Type 2 diabetes, the most common type of diabetes, is a disease that occurs when your blood glucose, also called blood sugar, is too high. Blood glucose is your main source of energy and comes mainly from the food you eat. Insulin, a hormone made by the pancreas, helps glucose get into your cells to be used for energy. In type 2 diabetes, your body doesn’t make enough insulin or doesn’t use insulin well. Too much glucose then stays in your blood, and not enough reaches your cells.

The good news is that you can take steps to prevent or delay the development of type 2 diabetes and its secondary effects.

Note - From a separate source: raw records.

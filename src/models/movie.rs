use serde::{Deserialize, Serialize};

use super::TasteCategory;

/// Base used to turn poster path fragments into renderable URLs
const POSTER_BASE_URL: &str = "https://image.tmdb.org/t/p/w342";

/// Base for trailer links built from video keys
const YOUTUBE_WATCH_URL: &str = "https://www.youtube.com/watch?v=";

// ============================================================================
// TMDB API Types
// ============================================================================

/// One movie as returned by the discovery endpoint
///
/// Identity is the provider id: two results with the same id are the same
/// movie no matter which genre, page or locale produced them.
#[derive(Debug, Clone, Serialize, Deserialize, PartialEq)]
pub struct CatalogMovie {
    pub id: u64,
    pub title: String,
    #[serde(default)]
    pub vote_average: f64,
    #[serde(default)]
    pub overview: Option<String>,
    #[serde(default)]
    pub poster_path: Option<String>,
}

impl CatalogMovie {
    /// Whether the item carries a usable poster fragment. Items without one
    /// are excluded from recommendations outright, never down-ranked.
    pub fn has_poster(&self) -> bool {
        self.poster_path
            .as_deref()
            .is_some_and(|p| !p.trim().is_empty())
    }
}

/// Raw page from GET /discover/movie
#[derive(Debug, Clone, Deserialize)]
pub struct DiscoverPage {
    #[serde(default)]
    pub page: u32,
    #[serde(default)]
    pub results: Vec<CatalogMovie>,
    #[serde(default)]
    pub total_pages: u32,
}

/// Localized detail response from GET /movie/{id} with appended videos
/// and credits
#[derive(Debug, Clone, Serialize, Deserialize)]
pub struct MovieDetails {
    pub id: u64,
    pub title: String,
    #[serde(default)]
    pub overview: Option<String>,
    #[serde(default)]
    pub videos: Option<VideoList>,
    #[serde(default)]
    pub credits: Option<CreditList>,
}

#[derive(Debug, Clone, Default, Serialize, Deserialize)]
pub struct VideoList {
    #[serde(default)]
    pub results: Vec<Video>,
}

#[derive(Debug, Clone, Serialize, Deserialize)]
pub struct Video {
    pub key: String,
    pub site: String,
    #[serde(rename = "type")]
    pub video_type: String,
}

#[derive(Debug, Clone, Default, Serialize, Deserialize)]
pub struct CreditList {
    #[serde(default)]
    pub cast: Vec<CastMember>,
}

#[derive(Debug, Clone, Serialize, Deserialize)]
pub struct CastMember {
    pub name: String,
}

impl MovieDetails {
    /// First YouTube trailer in provider order, if any
    pub fn trailer_key(&self) -> Option<&str> {
        self.videos.as_ref().and_then(|videos| {
            videos
                .results
                .iter()
                .find(|v| v.site == "YouTube" && v.video_type == "Trailer")
                .map(|v| v.key.as_str())
        })
    }

    /// Leading cast names in billing order
    pub fn top_cast(&self, count: usize) -> Vec<String> {
        self.credits
            .as_ref()
            .map(|credits| {
                credits
                    .cast
                    .iter()
                    .take(count)
                    .map(|member| member.name.clone())
                    .collect()
            })
            .unwrap_or_default()
    }
}

// ============================================================================
// Client-facing types
// ============================================================================

/// One recommended movie as returned to the client
#[derive(Debug, Clone, Serialize, PartialEq)]
pub struct Recommendation {
    pub id: u64,
    pub title: String,
    /// Provider rating on a 0-10 scale
    pub rating: f64,
    pub overview: Option<String>,
    pub poster_url: String,
    pub rationale: String,
    #[serde(skip_serializing_if = "Option::is_none")]
    pub trailer_url: Option<String>,
    #[serde(skip_serializing_if = "Vec::is_empty")]
    pub cast: Vec<String>,
}

impl Recommendation {
    /// Projects a catalog item into a recommendation for the given taste
    /// bucket. Returns `None` when the item has no usable poster.
    pub fn from_catalog(movie: CatalogMovie, category: TasteCategory) -> Option<Self> {
        if !movie.has_poster() {
            return None;
        }

        let poster_url = movie
            .poster_path
            .as_deref()
            .map(|p| format!("{}{}", POSTER_BASE_URL, p))?;

        Some(Self {
            id: movie.id,
            title: movie.title,
            rating: movie.vote_average,
            overview: movie.overview.filter(|o| !o.trim().is_empty()),
            poster_url,
            rationale: category.rationale().to_string(),
            trailer_url: None,
            cast: Vec::new(),
        })
    }

    /// Overlays localized detail data onto an already-picked item.
    /// Missing fields in the details leave the original values in place.
    pub fn apply_details(&mut self, details: &MovieDetails) {
        if !details.title.trim().is_empty() {
            self.title = details.title.clone();
        }
        if let Some(overview) = details.overview.as_deref() {
            if !overview.trim().is_empty() {
                self.overview = Some(overview.to_string());
            }
        }
        if let Some(key) = details.trailer_key() {
            self.trailer_url = Some(format!("{}{}", YOUTUBE_WATCH_URL, key));
        }
        let cast = details.top_cast(3);
        if !cast.is_empty() {
            self.cast = cast;
        }
    }
}
use axum::{
    extract::{Path, State},
    Json,
};
use uuid::Uuid;

use crate::{
    error::{AppError, AppResult},
    models::SessionRecord,
};

use super::AppState;

/// Returns the session's tool state
pub async fn get_session(
    State(state): State<AppState>,
    Path(id): Path<Uuid>,
) -> AppResult<Json<SessionRecord>> {
    let sessions = state.sessions.read().await;

    sessions
        .get(&id)
        .cloned()
        .map(Json)
        .ok_or_else(|| AppError::NotFound(format!("No session {}", id)))
}
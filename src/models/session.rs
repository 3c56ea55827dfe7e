use chrono::{DateTime, Utc};
use serde::Serialize;
use uuid::Uuid;

use super::{Recommendation, TasteProfile};

/// Per-session tool state owned by the API layer
///
/// Survives re-reads within one session, never a process restart. The core
/// scoring and aggregation functions take plain arguments and return plain
/// values; handlers copy results in and out of this record.
#[derive(Debug, Clone, Serialize)]
pub struct SessionRecord {
    pub id: Uuid,
    /// Last reduced micro action, if the planner has run
    pub micro_action: Option<String>,
    /// Whether the user marked the current micro action done
    pub micro_action_done: bool,
    /// Last quiz outcome, if the quiz has run
    pub last_profile: Option<TasteProfile>,
    pub last_recommendations: Vec<Recommendation>,
    pub updated_at: DateTime<Utc>,
}

impl SessionRecord {
    pub fn new(id: Uuid) -> Self {
        Self {
            id,
            micro_action: None,
            micro_action_done: false,
            last_profile: None,
            last_recommendations: Vec::new(),
            updated_at: Utc::now(),
        }
    }
}
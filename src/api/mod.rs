mod routes;
mod state;

pub mod planner;
pub mod quiz;
pub mod session;

pub use routes::create_router;
pub use state::AppState;
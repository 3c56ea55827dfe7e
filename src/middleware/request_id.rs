use axum::{
    body::Body, extract::Request, http::HeaderValue, middleware::Next, response::Response,
};
use uuid::Uuid;

/// HTTP header name for request ID
pub const REQUEST_ID_HEADER: &str = "x-request-id";

/// Extension type for storing request ID in request extensions
#[derive(Clone, Debug)]
pub struct RequestId(pub Uuid);

impl RequestId {
    pub fn new() -> Self {
        Self(Uuid::new_v4())
    }
}

impl Default for RequestId {
    fn default() -> Self {
        Self::new()
    }
}

impl std::fmt::Display for RequestId {
    fn fmt(&self, f: &mut std::fmt::Formatter<'_>) -> std::fmt::Result {
        write!(f, "{}", self.0)
    }
}

/// Middleware attaching a request ID to every request and response
///
/// An incoming `x-request-id` header is reused when it parses as a UUID so
/// browser sessions can correlate their calls; anything else gets a fresh
/// ID.
pub async fn request_id_middleware(mut request: Request, next: Next) -> Response {
    let request_id = request
        .headers()
        .get(REQUEST_ID_HEADER)
        .and_then(|h| h.to_str().ok())
        .and_then(|s| Uuid::parse_str(s).ok())
        .map(RequestId)
        .unwrap_or_default();

    request.extensions_mut().insert(request_id.clone());

    let mut response = next.run(request).await;

    if let Ok(header_value) = HeaderValue::from_str(&request_id.to_string()) {
        response
            .headers_mut()
            .insert(REQUEST_ID_HEADER, header_value);
    }

    response
}

/// Span factory for the HTTP trace layer, carrying the request ID
pub fn make_span_with_request_id(request: &Request<Body>) -> tracing::Span {
    let request_id = request
        .extensions()
        .get::<RequestId>()
        .map(|id| id.to_string())
        .unwrap_or_else(|| "unknown".to_string());

    tracing::info_span!(
        "http_request",
        method = %request.method(),
        uri = %request.uri(),
        request_id = %request_id,
    )
}
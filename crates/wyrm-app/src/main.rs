use std::path::Path;
use std::process::ExitCode;

use tracing::{error, info};
use tracing_subscriber::{EnvFilter, FmtSubscriber};
use wyrm_core::{CreatureConfig, Preset};

const PRESET_VAR: &str = "WYRM_PRESET";
const CONFIG_VAR: &str = "WYRM_CONFIG";
const SEED_VAR: &str = "WYRM_SEED";

/// A config file wins over a preset name; with neither, frost.
fn select_config(preset: Option<&str>, config: Option<&Path>) -> wyrm_core::Result<CreatureConfig> {
    match (config, preset) {
        (Some(path), _) => CreatureConfig::load(path),
        (None, Some(name)) => Ok(name.parse::<Preset>()?.config()),
        (None, None) => Ok(Preset::Frost.config()),
    }
}

fn parse_seed(raw: Option<&str>) -> wyrm_platform::Result<Option<u64>> {
    raw.map(|s| s.trim().parse::<u64>())
        .transpose()
        .map_err(|e| format!("{SEED_VAR} is not a u64: {e}").into())
}

fn run() -> wyrm_platform::Result<()> {
    let preset = std::env::var(PRESET_VAR).ok();
    let config_path = std::env::var_os(CONFIG_VAR);
    let seed = parse_seed(std::env::var(SEED_VAR).ok().as_deref())?;

    let config = select_config(preset.as_deref(), config_path.as_deref().map(Path::new))?;
    info!(name = %config.name, seed = ?seed, "creature selected");
    wyrm_ui::run_app(config, seed)
}

fn main() -> ExitCode {
    let subscriber = FmtSubscriber::builder()
        .with_env_filter(EnvFilter::try_from_default_env().unwrap_or_else(|_| EnvFilter::new("info")))
        .finish();
    let _ = tracing::subscriber::set_global_default(subscriber);

    info!("Wyrm starting");
    match run() {
        Ok(()) => ExitCode::SUCCESS,
        Err(e) => {
            error!("wyrm failed: {e}");
            eprintln!("Wyrm error: {e}");
            ExitCode::FAILURE
        }
    }
}

#[cfg(test)]
mod tests {
    use super::*;

    #[test]
    fn defaults_to_frost() {
        let config = select_config(None, None).unwrap();
        assert_eq!(config, Preset::Frost.config());
    }

    #[test]
    fn preset_names_are_forgiving() {
        let config = select_config(Some(" Cloud "), None).unwrap();
        assert_eq!(config, Preset::Cloud.config());
        assert!(select_config(Some("basilisk"), None).is_err());
    }

    #[test]
    fn config_file_wins_over_preset() {
        let missing = Path::new("/nonexistent/wyrm.toml");
        assert!(select_config(Some("glow"), Some(missing)).is_err());
    }

    #[test]
    fn seeds_parse_or_fail_loudly() {
        assert_eq!(parse_seed(None).unwrap(), None);
        assert_eq!(parse_seed(Some(" 42")).unwrap(), Some(42));
        assert!(parse_seed(Some("-1")).is_err());
    }
}
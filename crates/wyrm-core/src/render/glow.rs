use glam::Vec2;

use super::Scene;
use crate::color;
use crate::draw::{DrawCommand, Shape};

const HEAD_RADIUS: f32 = 15.0;

pub(super) fn draw(scene: &Scene<'_>, out: &mut Vec<DrawCommand>) {
    // tail first so the head ends up on top
    for (i, point) in scene.points.iter().enumerate().rev() {
        let fi = i as f32;
        let tone = scene.tone(i);
        out.push(
            DrawCommand::solid(Shape::circle(point.pos, segment_radius(i)), tone.base(0.9))
                .glowing(tone.base(0.8), (20.0 - fi * 0.6).max(4.0)),
        );
    }

    let ember = scene.tone(scene.points.len() - 1);
    let pulse = 4.0 + (scene.time * 6.0).sin() as f32;
    out.push(
        DrawCommand::solid(Shape::circle(scene.tail(), pulse), ember.base(0.85))
            .glowing(ember.base(1.0), 14.0),
    );

    let head = scene.tone(0);
    out.push(
        DrawCommand::solid(Shape::circle(scene.head(), HEAD_RADIUS), head.base(0.95))
            .glowing(head.base(1.0), 26.0),
    );
    let to_world = scene.head_transform();
    for x in [-5.0, 5.0] {
        out.push(DrawCommand::solid(
            Shape::circle(to_world.transform_point2(Vec2::new(x, 4.0)), 2.4),
            color::WHITE,
        ));
    }
}

fn segment_radius(index: usize) -> f32 {
    (12.0 - index as f32 * 0.35).max(3.0)
}
use glam::{Vec2, Vec4};

use super::Scene;
use crate::color::{self, rgba};
use crate::draw::{Blend, DrawCommand, Path, Shape};

const SKY: Vec4 = Vec4::new(0x23 as f32 / 255.0, 0xae as f32 / 255.0, 0xcd as f32 / 255.0, 1.0);
const GOLD: Vec4 = Vec4::new(0xf7 as f32 / 255.0, 0xdb as f32 / 255.0, 0x4e as f32 / 255.0, 1.0);
const ROSE: Vec4 = Vec4::new(0xee as f32 / 255.0, 0x34 as f32 / 255.0, 0x67 as f32 / 255.0, 1.0);

pub(super) fn draw(scene: &Scene<'_>, out: &mut Vec<DrawCommand>) {
    let head = scene.head();

    for i in 0..4 {
        let i = i as f32;
        let puff = head + Vec2::new(i.sin() * 34.0, (i * 2.0).cos() * 28.0 + 22.0);
        out.push(
            DrawCommand::solid(Shape::circle(puff, 18.0), color::WHITE)
                .glowing(SKY, 23.0)
                .blended(Blend::SourceOver, 0.4),
        );
    }

    // Body before head so the face stays visible.
    for i in (0..scene.points.len()).rev() {
        let fi = i as f32;
        out.push(
            DrawCommand::solid(
                Shape::circle(scene.points[i].pos, (13.0 - fi * 0.31).max(1.0)),
                scene.tone(i).base(1.0),
            )
            .glowing(rgba(0x18, 0x1c, 0x25, 1.0), 7.0 - fi * 0.2),
        );
    }

    out.push(
        DrawCommand::solid(Shape::circle(head, 22.0), rgba(0x41, 0x57, 0xa3, 1.0))
            .glowing(GOLD, 32.0),
    );
    for dx in [-8.0, 8.0] {
        out.push(DrawCommand::solid(
            Shape::circle(head + Vec2::new(dx, -5.0), 3.1),
            color::WHITE,
        ));
    }

    let horns = Path::new()
        .move_to(head + Vec2::new(-13.0, -30.0))
        .quad_to(head + Vec2::new(-21.0, -40.0), head + Vec2::new(0.0, -44.0))
        .quad_to(head + Vec2::new(21.0, -40.0), head + Vec2::new(13.0, -30.0));
    out.push(DrawCommand::stroke(Shape::Path(horns), GOLD, 4.0));

    let whiskers = Path::new()
        .move_to(head + Vec2::new(-18.0, 4.0))
        .cubic_to(
            head + Vec2::new(-23.0, 18.0),
            head + Vec2::new(-32.0, 20.0),
            head + Vec2::new(-10.0, 30.0),
        )
        .move_to(head + Vec2::new(18.0, 4.0))
        .cubic_to(
            head + Vec2::new(23.0, 18.0),
            head + Vec2::new(32.0, 20.0),
            head + Vec2::new(10.0, 30.0),
        );
    out.push(DrawCommand::stroke(
        Shape::Path(whiskers),
        rgba(0xc5, 0x86, 0xe7, 1.0),
        2.0,
    ));

    let tail = scene.tail();
    let curl = Path::new().move_to(tail).cubic_to(
        tail + Vec2::new(14.0, 14.0),
        tail + Vec2::new(-14.0, 34.0),
        tail + Vec2::new(0.0, 42.0),
    );
    out.push(DrawCommand::stroke(Shape::Path(curl), ROSE, 5.0));
    out.push(
        DrawCommand::solid(Shape::circle(tail + Vec2::new(0.0, 45.0), 10.0), GOLD)
            .glowing(ROSE, 16.0),
    );
}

You can develop type 2 diabetes at any age, even during childhood. However, type 2 diabetes occurs most often in middle-aged and older people. You are more likely to develop type 2 diabetes if you are age 45 or older, have a family history of diabetes, or are overweight or obese.
Symptoms of type 2 diabetes often develop slowly over the course of several years and can be so mild that you might not even notice them.
Many people have no symptoms!
Some people do not find out they have the disease until they have diabetes related health problems, such as blurred vision or heart disease.
When there is too much glucose in the blood, it becomes physically thicker, similar to syrup.
Now, if your body is made to process blood, you can imagine how hard it would have to work to process something as thick as syrup.
This can cause some serious health problems in the short and long term.
Following a good diabetes care plan can help protect against many diabetes-related health problems. However, if not managed, diabetes can lead to Type 2 Diabetes
  • HEART AND BLOOD VESSELS: You’re up to five times more likely to get heart disease or have a stroke. You’re also at high risk of blocked blood vessels and chest pain.
  • KIDNEYS: As glucose builds up in the body, the kidneys remove some of it through the urine (the kidneys try to help the insulin do its job), causing you to go to the toilet more and more. All these urinations drain your body of fluids, causing dehydration and constant thirst. You can drink litres and litres of water and still be dehydrated. If your kidneys are damaged or you have kidney failure, you could need dialysis or a kidney replacement.
  • EYES: High blood sugar can damage the tiny blood vessels in the backs of your eyes (retinopathy). If this isn’t treated, it can cause blindness.
  • NERVES: This can lead to trouble with digestion, the feeling in your arms and feet, and your sexual response.
  • SKIN: Your blood doesn’t circulate as well, so wounds heal slower and can become infected.
  • DENTAL problems and gum disease: Diabetes can also increase the amount of glucose in your saliva, leading to more bacterial growth and plaque build-up. If not properly managed, these issues can eventually lead to gum disease. Gum disease is an infection that affects the soft tissue in your mouth and can destroy the bones that hold your teeth in place. Bad-smelling breath, like strong nail polish, is caused by elevated ketone levels – even if you use mouthwash frequently.
  • FOOT PROBLEMS: Thick blood slows circulation, so the nervous system may not receive enough blood, leading to nerve damage and neuropathy, a constant tingling sensation in the limbs. Insufficient blood flow can "starve" the outer limbs, such as the legs. This can lead to complications from infections that don't heal anymore and culminating in limb amputations.
  • PREGNANCY: Women with diabetes are more likely to have a miscarriage a stillbirth, or a baby with a birth defect.
  • SLEEP: You might develop sleep apnea, a condition in which your breathing stops and starts while you sleep.
  • HEARING: You’re more likely to have hearing problems, but it’s not clear why.
  • BRAIN: High blood sugar can damage your brain and might put you at higher risk of Alzheimer’s disease.
  • DEPRESSION: People with the disease are twice as likely to get depressed as people who don’t have it.
The most recommended ways to manage diabetes are through nutrition and lifestyle changes.
Studies show that if you eat healthy, if you exercise more and if you make changes to your lifestyle, you can lower your blood sugar.
Some diabetics use their diagnosis as an opportunity to become healthier than they've ever been!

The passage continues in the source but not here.